DATA FOR THIS TASK:
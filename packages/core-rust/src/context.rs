use std::fmt;
use std::sync::Arc;

use uuid::Uuid;

use crate::types::ServiceType;

/// Per-call context threaded through the decorator chain and handed to telemetry.
///
/// Built by the proxy once selection has finished. Fallback attempts receive a
/// copy with `attempt_key` and `attempt` updated; everything else stays as it was
/// for the primary attempt.
#[derive(Debug, Clone)]
pub struct InvocationContext {
    /// Unique identifier of this call, shared by all of its attempts.
    pub invocation_id: Uuid,
    /// Abstraction being routed.
    pub service_type: ServiceType,
    /// Method of the routed interface being called.
    pub method_name: &'static str,
    /// Selector consulted by the selection mode (flag name, config path).
    pub selector_name: String,
    /// Key chosen for the primary attempt.
    pub selected_key: String,
    /// All trial keys in registration order.
    pub candidate_keys: Arc<[String]>,
    /// Key the current attempt runs against.
    pub attempt_key: String,
    /// Zero for the primary attempt, incremented for each fallback.
    pub attempt: u32,
}

impl InvocationContext {
    /// Creates the context for the primary attempt.
    #[must_use]
    pub fn new(
        service_type: ServiceType,
        method_name: &'static str,
        selector_name: impl Into<String>,
        selected_key: impl Into<String>,
        candidate_keys: Arc<[String]>,
    ) -> Self {
        let selected_key = selected_key.into();
        Self {
            invocation_id: Uuid::new_v4(),
            service_type,
            method_name,
            selector_name: selector_name.into(),
            attempt_key: selected_key.clone(),
            selected_key,
            candidate_keys,
            attempt: 0,
        }
    }

    /// Returns a copy describing the next attempt against `key`.
    #[must_use]
    pub fn for_attempt(&self, key: &str, attempt: u32) -> Self {
        Self {
            attempt_key: key.to_string(),
            attempt,
            ..self.clone()
        }
    }

    #[must_use]
    pub fn is_fallback(&self) -> bool {
        self.attempt > 0
    }
}

/// Inputs available to an activation predicate.
#[derive(Debug, Clone, Copy)]
pub struct ActivationContext<'a> {
    pub service_type: &'a ServiceType,
    pub method_name: &'static str,
    /// Current time in milliseconds since Unix epoch.
    pub now_ms: u64,
}

/// Why a trial was considered inactive for a call.
#[derive(Debug, Clone, Copy, PartialEq, Eq, Hash)]
pub enum InactiveReason {
    BeforeStart,
    AfterEnd,
    PredicateRejected,
}

impl InactiveReason {
    #[must_use]
    pub fn as_str(self) -> &'static str {
        match self {
            Self::BeforeStart => "before_start",
            Self::AfterEnd => "after_end",
            Self::PredicateRejected => "predicate_rejected",
        }
    }
}

/// Where the key of the primary attempt came from.
#[derive(Debug, Clone, Copy, PartialEq, Eq, Hash)]
pub enum SelectionSource {
    /// The selection mode returned a known key.
    Provider,
    /// The selection mode failed, returned nothing, or returned an unknown key.
    Default,
    /// The activation gate closed; the selection mode was not consulted.
    Inactive(InactiveReason),
}

impl SelectionSource {
    #[must_use]
    pub fn as_str(self) -> &'static str {
        match self {
            Self::Provider => "provider",
            Self::Default => "default",
            Self::Inactive(_) => "inactive",
        }
    }
}

impl fmt::Display for SelectionSource {
    fn fmt(&self, f: &mut fmt::Formatter<'_>) -> fmt::Result {
        match self {
            Self::Inactive(reason) => write!(f, "inactive ({})", reason.as_str()),
            other => f.write_str(other.as_str()),
        }
    }
}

EXERCISE AIM: The expected response is every record, reproduced word for word.

OUTPUT FOR THIS EXERCISE:
filename packages/core-rust/src/context.rs
use std::fmt;
use std::sync::Arc;

use uuid::Uuid;

use crate::types::ServiceType;

/// Per-call context threaded through the decorator chain and handed to telemetry.
///
/// Built by the proxy once selection has finished. Fallback attempts receive a
/// copy with `attempt_key` and `attempt` updated; everything else stays as it was
/// for the primary attempt.
#[derive(Debug, Clone)]
pub struct InvocationContext {
    /// Unique identifier of this call, shared by all of its attempts.
    pub invocation_id: Uuid,
    /// Abstraction being routed.
    pub service_type: ServiceType,
    /// Method of the routed interface being called.
    pub method_name: &'static str,
    /// Selector consulted by the selection mode (flag name, config path).
    pub selector_name: String,
    /// Key chosen for the primary attempt.
    pub selected_key: String,
    /// All trial keys in registration order.
    pub candidate_keys: Arc<[String]>,
    /// Key the current attempt runs against.
    pub attempt_key: String,
    /// Zero for the primary attempt, incremented for each fallback.
    pub attempt: u32,
}

impl InvocationContext {
    /// Creates the context for the primary attempt.
    #[must_use]
    pub fn new(
        service_type: ServiceType,
        method_name: &'static str,
        selector_name: impl Into<String>,
        selected_key: impl Into<String>,
        candidate_keys: Arc<[String]>,
    ) -> Self {
        let selected_key = selected_key.into();
        Self {
            invocation_id: Uuid::new_v4(),
            service_type,
            method_name,
            selector_name: selector_name.into(),
            attempt_key: selected_key.clone(),
            selected_key,
            candidate_keys,
            attempt: 0,
        }
    }

    /// Returns a copy describing the next attempt against `key`.
    #[must_use]
    pub fn for_attempt(&self, key: &str, attempt: u32) -> Self {
        Self {
            attempt_key: key.to_string(),
            attempt,
            ..self.clone()
        }
    }

    #[must_use]
    pub fn is_fallback(&self) -> bool {
        self.attempt > 0
    }
}

/// Inputs available to an activation predicate.
#[derive(Debug, Clone, Copy)]
pub struct ActivationContext<'a> {
    pub service_type: &'a ServiceType,
    pub method_name: &'static str,
    /// Current time in milliseconds since Unix epoch.
    pub now_ms: u64,
}

/// Why a trial was considered inactive for a call.
#[derive(Debug, Clone, Copy, PartialEq, Eq, Hash)]
pub enum InactiveReason {
    BeforeStart,
    AfterEnd,
    PredicateRejected,
}

impl InactiveReason {
    #[must_use]
    pub fn as_str(self) -> &'static str {
        match self {
            Self::BeforeStart => "before_start",
            Self::AfterEnd => "after_end",
            Self::PredicateRejected => "predicate_rejected",
        }
    }
}

/// Where the key of the primary attempt came from.
#[derive(Debug, Clone, Copy, PartialEq, Eq, Hash)]
pub enum SelectionSource {
    /// The selection mode returned a known key.
    Provider,
    /// The selection mode failed, returned nothing, or returned an unknown key.
    Default,
    /// The activation gate closed; the selection mode was not consulted.
    Inactive(InactiveReason),
}

impl SelectionSource {
    #[must_use]
    pub fn as_str(self) -> &'static str {
        match self {
            Self::Provider => "provider",
            Self::Default => "default",
            Self::Inactive(_) => "inactive",
        }
    }
}

impl fmt::Display for SelectionSource {
    fn fmt(&self, f: &mut fmt::Formatter<'_>) -> fmt::Result {
        match self {
            Self::Inactive(reason) => write!(f, "inactive ({})", reason.as_str()),
            other => f.write_str(other.as_str()),
        }
    }
}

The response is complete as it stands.